“Mahasiswa sering kali merasa kesulitan memvisualisasikan struktur dan proses dalam genetika. Dengan adanya teknologi hologram 3D, konsep-konsep yang abstrak tersebut dapat dipahami lebih jelas dan menarik,” ujarnya.
Pentingnya literasi digital dan pemahaman yang kuat dalam genetika menjadi sorotan utama. Seiring dengan pesatnya perkembangan era Society 5.0, mahasiswa tidak hanya diharapkan memiliki pemahaman teoritis, namun juga kompetensi digital yang mumpuni. Penggunaan hologram 3D dalam pembelajaran genetika memungkinkan mahasiswa mengamati secara langsung bagaimana struktur DNA terbentuk dan bekerja, sehingga pemahaman konsep menjadi lebih mendalam. Metode ini mengubah cara belajar dari sekadar teori menuju pengalaman yang imersif, di mana visualisasi dan teknologi menjadi kunci utama.
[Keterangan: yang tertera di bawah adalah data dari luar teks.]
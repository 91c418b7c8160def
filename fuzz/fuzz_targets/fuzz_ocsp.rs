#![no_main]
use libfuzzer_sys::fuzz_target;
use pathkit_pki::x509::{OcspRequest, OcspResponse};

fuzz_target!(|data: &[u8]| {
    if let Ok(response) = OcspResponse::from_der(data) {
        if let Some(basic) = response.basic() {
            let _ = basic.nonce();
            let _ = basic.responses().len();
        }
    }
    let _ = OcspRequest::from_der(data);
});
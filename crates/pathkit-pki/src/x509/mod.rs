//! X.509 certificate, CRL and OCSP handling (RFC 5280, RFC 6960).

mod builder;
mod certificate;
mod crl;
mod extensions;
mod name;
mod ocsp;
mod signing;

pub use builder::{CertificateBuilder, CrlBuilder, OcspResponseBuilder, RevokedEntry, SingleResponseSpec};
pub use certificate::{
    parse_pem_bundle, AlgorithmIdentifier, Certificate, Extension, SubjectPublicKeyInfo, Validity,
};
pub use crl::{parse_crls_pem, CertificateRevocationList, RevocationReason, RevokedCertificate};
pub use extensions::{
    AccessDescription, AuthorityInfoAccess, AuthorityKeyIdentifier, BasicConstraints,
    CertificatePolicies, CrlDistributionPoints, DistributionPoint, DistributionPointName,
    ExtendedKeyUsage, ExtensionValue, GeneralName, GeneralSubtree, InhibitAnyPolicy,
    IssuingDistributionPoint, KeyUsage, NameConstraints, PolicyConstraints, PolicyInformation,
    PolicyMapping, PolicyMappings, PolicyQualifier, ReasonFlags, SubjectAltName,
    SubjectKeyIdentifier,
};
pub use name::{AttributeValue, DistinguishedName, NameAttribute};
pub use ocsp::{
    BasicOcspResponse, CertId, OcspCertStatus, OcspRequest, OcspResponse, OcspResponseStatus,
    ResponderId, SingleResponse,
};
pub use signing::{
    compute_hash, hash_for_signature, RsaVerifier, SignatureVerifier, Signer, SigningKey,
};
impl Certificate {
    /// Parse a certificate from DER-encoded bytes.
    pub fn from_der(data: &[u8]) -> Result<Self, PkiError> {
        let mut top = Decoder::new(data);
        let mut outer = top.read_sequence().at("certificate")?;
        top.finish().at("certificate")?;

        let tbs_tlv = outer.read_expected(Tag::SEQUENCE).at("tbsCertificate")?;
        let tbs = tbs_tlv.offset..tbs_tlv.offset + tbs_tlv.raw.len();
        let mut tbs_dec = tbs_tlv.contents();
        let fields = parse_tbs(&mut tbs_dec).at("tbsCertificate")?;

        let signature_algorithm =
            AlgorithmIdentifier::parse(&mut outer).at("signatureAlgorithm")?;
        let signature_bits = outer.read_bit_string().at("signatureValue")?;
        outer.finish().at("certificate")?;

        if fields.version > 2 {
            return Err(PkiError::InvalidCert(format!(
                "unsupported version {}",
                fields.version + 1
            )));
        }
        if !fields.extensions.is_empty() && fields.version != 2 {
            return Err(PkiError::InvalidCert(
                "extensions present in a pre-v3 certificate".into(),
            ));
        }
        if fields.signature != signature_algorithm {
            return Err(PkiError::InvalidCert(
                "signature algorithm differs from tbsCertificate.signature".into(),
            ));
        }
        if signature_bits.unused_bits() != 0 {
            return Err(PkiError::InvalidCert(
                "signature value is not octet aligned".into(),
            ));
        }
        check_unique_extensions(&fields.extensions)?;

        Ok(Certificate {
            der: Arc::from(data),
            tbs,
            version: fields.version + 1,
            serial_number: fields.serial_number,
            signature: fields.signature,
            issuer: fields.issuer,
            validity: fields.validity,
            subject: fields.subject,
            public_key: fields.public_key,
            extensions: fields.extensions,
            signature_algorithm,
            signature_value: signature_bits.as_bytes().to_vec(),
        })
    }

    /// Parse the first `CERTIFICATE` block of a PEM string.
    pub fn from_pem(pem: &str) -> Result<Self, PkiError> {
        let der = pathkit_utils::pem::find(pem, "CERTIFICATE")?;
        Self::from_der(&der)
    }

    pub fn to_der(&self) -> &[u8] {
        &self.der
    }

    pub fn to_pem(&self) -> String {
        pathkit_utils::pem::encode("CERTIFICATE", &self.der)
    }

    /// The exact to-be-signed bytes of the original encoding.
    pub fn tbs_der(&self) -> &[u8] {
        &self.der[self.tbs.clone()]
    }

    /// Version as written in text (1, 2 or 3).
    pub fn version(&self) -> u32 {
        self.version
    }

    /// Serial number content octets (two's complement, big-endian).
    pub fn serial_number(&self) -> &[u8] {
        &self.serial_number
    }

    pub fn serial_hex(&self) -> String {
        self.serial_number.iter().map(|b| format!("{b:02X}")).collect()
    }

    /// The `tbsCertificate.signature` algorithm.
    pub fn signature(&self) -> &AlgorithmIdentifier {
        &self.signature
    }

    pub fn signature_algorithm(&self) -> &AlgorithmIdentifier {
        &self.signature_algorithm
    }

    pub fn signature_value(&self) -> &[u8] {
        &self.signature_value
    }

    pub fn issuer(&self) -> &DistinguishedName {
        &self.issuer
    }

    pub fn subject(&self) -> &DistinguishedName {
        &self.subject
    }

    pub fn validity(&self) -> &Validity {
        &self.validity
    }

    pub fn not_before(&self) -> i64 {
        self.validity.not_before.timestamp()
    }

    pub fn not_after(&self) -> i64 {
        self.validity.not_after.timestamp()
    }

    pub fn public_key(&self) -> &SubjectPublicKeyInfo {
        &self.public_key
    }

    pub fn extensions(&self) -> &[Extension] {
        &self.extensions
    }

    pub fn extension(&self, oid: &Oid) -> Option<&Extension> {
        self.extensions.iter().find(|e| &e.oid == oid)
    }

    /// Decode a typed extension if present.
    pub fn get<T: ExtensionValue>(&self) -> Result<Option<T>, PkiError> {
        let oid = T::oid();
        match self.extension(&oid) {
            Some(ext) => Ok(Some(T::parse(&ext.value).at(&oid.to_string())?)),
            None => Ok(None),
        }
    }

    pub fn basic_constraints(&self) -> Result<Option<BasicConstraints>, PkiError> {
        self.get()
    }

    pub fn key_usage(&self) -> Result<Option<KeyUsage>, PkiError> {
        self.get()
    }

    pub fn extended_key_usage(&self) -> Result<Option<ExtendedKeyUsage>, PkiError> {
        self.get()
    }

    pub fn subject_alt_name(&self) -> Result<Option<SubjectAltName>, PkiError> {
        self.get()
    }

    pub fn authority_key_identifier(&self) -> Result<Option<AuthorityKeyIdentifier>, PkiError> {
        self.get()
    }

    pub fn subject_key_identifier(&self) -> Result<Option<SubjectKeyIdentifier>, PkiError> {
        self.get()
    }

    pub fn authority_info_access(&self) -> Result<Option<AuthorityInfoAccess>, PkiError> {
        self.get()
    }

    pub fn name_constraints(&self) -> Result<Option<NameConstraints>, PkiError> {
        self.get()
    }

    pub fn certificate_policies(&self) -> Result<Option<CertificatePolicies>, PkiError> {
        self.get()
    }

    pub fn policy_mappings(&self) -> Result<Option<PolicyMappings>, PkiError> {
        self.get()
    }

    pub fn policy_constraints(&self) -> Result<Option<PolicyConstraints>, PkiError> {
        self.get()
    }

    pub fn inhibit_any_policy(&self) -> Result<Option<InhibitAnyPolicy>, PkiError> {
        self.get()
    }

    pub fn crl_distribution_points(&self) -> Result<Option<CrlDistributionPoints>, PkiError> {
        self.get()
    }

    /// Whether basicConstraints asserts `cA`. Unparseable extensions read as
    /// not a CA.
    pub fn is_ca(&self) -> bool {
        matches!(self.basic_constraints(), Ok(Some(bc)) if bc.ca)
    }

    /// Subject and issuer are the same name (RFC 5280 §6.1).
    pub fn is_self_issued(&self) -> bool {
        self.issuer == self.subject
    }

    /// Self-issued and verifiable with its own key.
    pub fn is_self_signed(&self) -> bool {
        self.is_self_issued()
            && self
                .verify_signature(&self.public_key, &RsaVerifier)
                .is_ok()
    }

    /// Verify this certificate's signature with the issuer's public key.
    pub fn verify_signature(
        &self,
        issuer_key: &SubjectPublicKeyInfo,
        verifier: &dyn SignatureVerifier,
    ) -> Result<(), CryptoError> {
        verifier.verify(
            &self.signature_algorithm,
            issuer_key,
            self.tbs_der(),
            &self.signature_value,
        )
    }

    /// Whether this certificate is the OCSP responder delegated by its issuer
    /// (RFC 6960 §4.2.2.2).
    pub fn has_ocsp_signing(&self) -> bool {
        matches!(self.extended_key_usage(), Ok(Some(eku)) if eku.contains(&known::kp_ocsp_signing()))
    }
}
Holo-learning DNA yang dikembangkan ini membawa mahasiswa melihat simulasi tiga dimensi mengenai rantai DNA, proses transkripsi, hingga replikasi. Tidak hanya itu, mereka juga dapat berinteraksi langsung dengan objek-objek tersebut. Dengan pendekatan ini, harapannya adalah mahasiswa dapat belajar melalui pengalaman nyata tanpa harus menggunakan sampel biologis secara langsung. Hal ini memberikan manfaat ganda, selain praktis, juga lebih aman dan ramah lingkungan.
“Pengembangan inovasi ini menargetkan terciptanya pendidikan berkualitas, di mana mahasiswa tidak hanya mempelajari teori, namun juga dapat menyelami ilmu dengan cara yang menarik dan relevan,” tambah Prof. Siti.
Menurutnya, literasi digital merupakan salah satu aspek yang sangat krusial bagi mahasiswa dalam menghadapi tantangan zaman yang kian digital.
Penggunaan teknologi dalam proses pembelajaran genetika juga sesuai dengan tujuan Sustainable Development Goals (SDGs) keempat, yaitu Pendidikan Berkualitas. Tujuan ini mencakup peningkatan akses pendidikan yang inklusif dan berkesetaraan, serta mendorong kesempatan belajar bagi semua orang. Dengan teknologi hologram, mahasiswa dari berbagai latar belakang diharapkan dapat memiliki akses yang lebih baik dalam memahami ilmu genetika. Inovasi ini didukung dengan skema pembelajaran interaktif di mana mahasiswa dapat berdiskusi, memecahkan masalah, dan memahami materi genetika secara mendalam.
Teknologi 3D Holo-learning berperan sebagai jembatan penghubung antara teori dan praktik, memungkinkan mahasiswa lebih percaya diri dalam memahami materi. Selain itu, teknologi ini juga memberikan kesempatan bagi pengajar untuk mengemas materi dengan cara yang lebih menarik.
"Pengembangan Holo-learning ini menunjukkan bahwa teknologi dapat menjadi solusi dalam meningkatkan kualitas pendidikan. Langkah ini sejalan dengan semangat Society 5.0, di mana teknologi bukan hanya alat, tetapi juga menjadi mitra dalam mewujudkan masyarakat yang berdaya saing tinggi," pungkas Prof. Siti.
Tantangan di dunia pendidikan selalu muncul seiring dengan perkembangan teknologi dan kebutuhan zaman. Dengan teknologi Holo-learning DNA, Indonesia diharapkan mampu menciptakan generasi muda yang cerdas, kreatif, dan siap bersaing di era digital. Pemanfaatan teknologi dalam dunia pendidikan akan terus berkembang, dan semoga inovasi ini dapat menjadi salah satu langkah awal dalam meningkatkan literasi digital dan keterampilan mahasiswa di bidang genetika, menuju pendidikan berkualitas untuk semua.